Roman Roads in Britain (1903) was a book written by Thomas Codrington and published by the Society for Promoting Christian Knowledge in autumn 1903. Codrington deplored the impact of the spurious Itinerary attributed to Richard of Cirencester by the eighteenth-century forger Charles Bertram, published in 1757 as De Situ Britanniae ("On the Situation of Britain"). For nearly a hundred years this forgery had a major impact on antiquarian understanding of the Roman roads of Britain. It was not until 1847 that Friedrich Carl Wex used intertextual analysis to debunk the forgery. This was subsequently confirmed by John E. B. Mayor when he published an edition of a genuine text by Richard of Cirencester. However Codrington bemoaned "Though that was long ago shown to be a forgery, statements derived from it, and suppositions founded upon them, are continually repeated, casting suspicion sometimes undeserved on accounts which prove to be otherwise accurate." (RRIB, Preface). Furthermore, the mass production of Ordnance Survey maps in the late 19th century had further popularised Bertram's fabrications (RRIB, Introduction).

==Second Edition==
The Second Edition was published in 1905, and involved the New York publisher E. S. Gorham. The chief revisions were the inclusion of information submitted by readers and gathered in an appendix.

==Third edition==
The third edition was published in 1918, printed on larger and better quality paper than earlier editions. The material included in the appendix was integrated into the main text.

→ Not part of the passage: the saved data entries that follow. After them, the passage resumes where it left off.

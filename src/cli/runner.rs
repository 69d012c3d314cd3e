//! CLI runner - executes commands

use crate::cli::commands::{Cli, Commands, OutputFormat};
use crate::client::{FileSource, KintoneClient, RecordQuery};
use crate::config::{load_config, ClientConfig};
use crate::error::{Error, Result};
use crate::pagination::RecordLimit;
use crate::types::{JsonValue, Record, RecordUpdate, UpdateKey, UpdateTarget};
use serde::Deserialize;
use serde_json::json;
use std::fs;
use std::io::Write;
use std::path::Path;
use tracing::{debug, info};

/// CLI runner
pub struct Runner {
    cli: Cli,
}

impl Runner {
    /// Create a new runner
    pub fn new(cli: Cli) -> Self {
        Self { cli }
    }

    /// Run the CLI command
    pub async fn run(&self) -> Result<()> {
        let config = self.resolve_config()?;
        debug!("Resolved configuration: {:?}", config);
        let client = KintoneClient::from_config(&config)?;

        match &self.cli.command {
            Commands::Form => self.output(&json!(client.form_layout().await?)),
            Commands::Fields => self.output(&json!(client.form_fields().await?)),
            Commands::Get { id } => self.output(&json!(client.get_record(*id).await?)),
            Commands::Records {
                query,
                fields,
                limit,
                total_count,
                by_id,
            } => {
                let query = RecordQuery::new(query.as_str())
                    .fields(fields.iter().filter(|f| !f.is_empty()).cloned())
                    .limit(RecordLimit::from_raw(*limit)?)
                    .total_count(*total_count);
                let set = if *by_id {
                    client.get_all_records_by_id(&query).await?
                } else {
                    client.get_records(&query).await?
                };
                info!("Fetched {} records", set.len());
                self.output(&json!(set))
            }
            Commands::Add { record } => {
                let record: Record = parse_json_arg(record)?;
                self.output(&json!(client.add_record(&record).await?))
            }
            Commands::AddMany { records } => {
                let records: Vec<Record> = parse_json_arg(records)?;
                self.output(&json!(client.add_records(&records).await?))
            }
            Commands::Update {
                id,
                key_field,
                key_value,
                record,
                revision,
            } => {
                let target = update_target(*id, key_field.as_deref(), key_value.as_deref())?;
                let record: Record = parse_json_arg(record)?;
                let revision = client.update_record(&target, &record, *revision).await?;
                self.output(&json!({ "revision": revision }))
            }
            Commands::UpdateMany { updates } => {
                let updates = parse_updates(updates)?;
                self.output(&json!({ "records": client.update_records(&updates).await? }))
            }
            Commands::Delete { ids, revisions } => {
                if !revisions.is_empty() && revisions.len() != ids.len() {
                    return Err(Error::invalid_value(
                        "revisions",
                        "must have one entry per id",
                    ));
                }
                let revisions = (!revisions.is_empty()).then_some(revisions.as_slice());
                client.delete_records(ids, revisions).await?;
                self.output(&json!({ "deleted": ids }))
            }
            Commands::Upload { file, url } => {
                let source = match (file, url) {
                    (Some(path), _) => FileSource::Path(path.clone()),
                    (None, Some(url)) => FileSource::Url(url.clone()),
                    (None, None) => return Err(Error::config("Either --file or --url is required")),
                };
                let file_key = client.upload_file(source).await?;
                self.output(&json!({ "fileKey": file_key }))
            }
            Commands::Download { file_key, output } => {
                let content = client.download_file(file_key).await?;
                match output {
                    Some(path) => {
                        tokio::fs::write(path, &content).await?;
                        info!("Wrote {} bytes to {}", content.len(), path.display());
                        self.output(&json!({
                            "path": path.display().to_string(),
                            "bytes": content.len()
                        }))
                    }
                    None => {
                        let mut stdout = std::io::stdout().lock();
                        stdout.write_all(&content)?;
                        stdout.flush()?;
                        Ok(())
                    }
                }
            }
        }
    }

    /// Merge the config file (if any) with flag and environment overrides
    pub fn resolve_config(&self) -> Result<ClientConfig> {
        let mut config = match &self.cli.config {
            Some(path) => load_config(path)?,
            None => ClientConfig::default(),
        };

        let cli = &self.cli;
        if let Some(domain) = &cli.domain {
            config.domain.clone_from(domain);
        }
        if let Some(app) = &cli.app {
            config.app.clone_from(app);
        }
        override_opt(&mut config.api_token, cli.api_token.as_ref());
        override_opt(&mut config.login_name, cli.login_name.as_ref());
        override_opt(&mut config.password, cli.password.as_ref());
        override_opt(&mut config.basic_auth_user, cli.basic_auth_user.as_ref());
        override_opt(&mut config.basic_auth_password, cli.basic_auth_password.as_ref());

        config.validate()?;
        Ok(config)
    }

    fn output(&self, value: &JsonValue) -> Result<()> {
        let text = match self.cli.format {
            OutputFormat::Json => serde_json::to_string(value)?,
            OutputFormat::Pretty => serde_json::to_string_pretty(value)?,
        };
        println!("{text}");
        Ok(())
    }
}

fn override_opt(slot: &mut Option<String>, value: Option<&String>) {
    if let Some(value) = value {
        *slot = Some(value.clone());
    }
}

/// Parse an inline JSON argument, or the file it names with `@path`
fn parse_json_arg<T: serde::de::DeserializeOwned>(arg: &str) -> Result<T> {
    let text = match arg.strip_prefix('@') {
        Some(path) => read_arg_file(Path::new(path))?,
        None => arg.to_string(),
    };
    Ok(serde_json::from_str(&text)?)
}

fn read_arg_file(path: &Path) -> Result<String> {
    fs::read_to_string(path).map_err(|e| {
        if e.kind() == std::io::ErrorKind::NotFound {
            Error::FileNotFound {
                path: path.display().to_string(),
            }
        } else {
            Error::Io(e)
        }
    })
}

fn update_target(
    id: Option<u64>,
    key_field: Option<&str>,
    key_value: Option<&str>,
) -> Result<UpdateTarget> {
    match (id, key_field, key_value) {
        (Some(id), _, _) => Ok(UpdateTarget::Id(id)),
        (None, Some(field), Some(value)) => Ok(UpdateTarget::Key(UpdateKey::new(field, value))),
        _ => Err(Error::config(
            "Either --id or --key-field with --key-value is required",
        )),
    }
}

/// One `update-many` entry as written on the command line
#[derive(Deserialize)]
struct UpdateEntry {
    #[serde(default)]
    id: Option<JsonValue>,
    #[serde(default, rename = "updateKey")]
    update_key: Option<UpdateKey>,
    record: Record,
    #[serde(default)]
    revision: Option<JsonValue>,
}

fn parse_updates(arg: &str) -> Result<Vec<RecordUpdate>> {
    let entries: Vec<UpdateEntry> = parse_json_arg(arg)?;
    entries
        .into_iter()
        .enumerate()
        .map(|(i, entry)| {
            let update = match (entry.id, entry.update_key) {
                (Some(id), _) => RecordUpdate::by_id(numeric(&id, "id", i)?, entry.record),
                (None, Some(key)) => RecordUpdate::by_key(key, entry.record),
                (None, None) => {
                    return Err(Error::invalid_value(
                        "updates",
                        format!("entry {i} needs an id or an updateKey"),
                    ))
                }
            };
            match entry.revision {
                Some(rev) => Ok(update.revision(numeric(&rev, "revision", i)?)),
                None => Ok(update),
            }
        })
        .collect()
}

/// Kintone writes ids and revisions as strings; accept either form
fn numeric(value: &JsonValue, name: &str, index: usize) -> Result<u64> {
    value
        .as_u64()
        .or_else(|| value.as_str().and_then(|s| s.parse().ok()))
        .ok_or_else(|| {
            Error::invalid_value("updates", format!("entry {index} has a non-numeric {name}"))
        })
}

Codrington noted that whilst new evidence of Roman roads had come to light, other remains and traces noted in the first edition had vanished. Nevertheless, as he had not been able to verify such changes he left his previous account unaltered. Although there were an additional 20,000 words, nothing substantial was altered.

Francis J. Haverfield, a professor of ancient history, reviewed this edition, saying that whilst he appreciated the accuracy of the surveying, "the surveyor has excluded the geographer". He also expressed dissatisfaction that Codrington had not effectively reviewed previous studies of the Roman Roads, and fails to address more detailed issues arising in particular circumstances.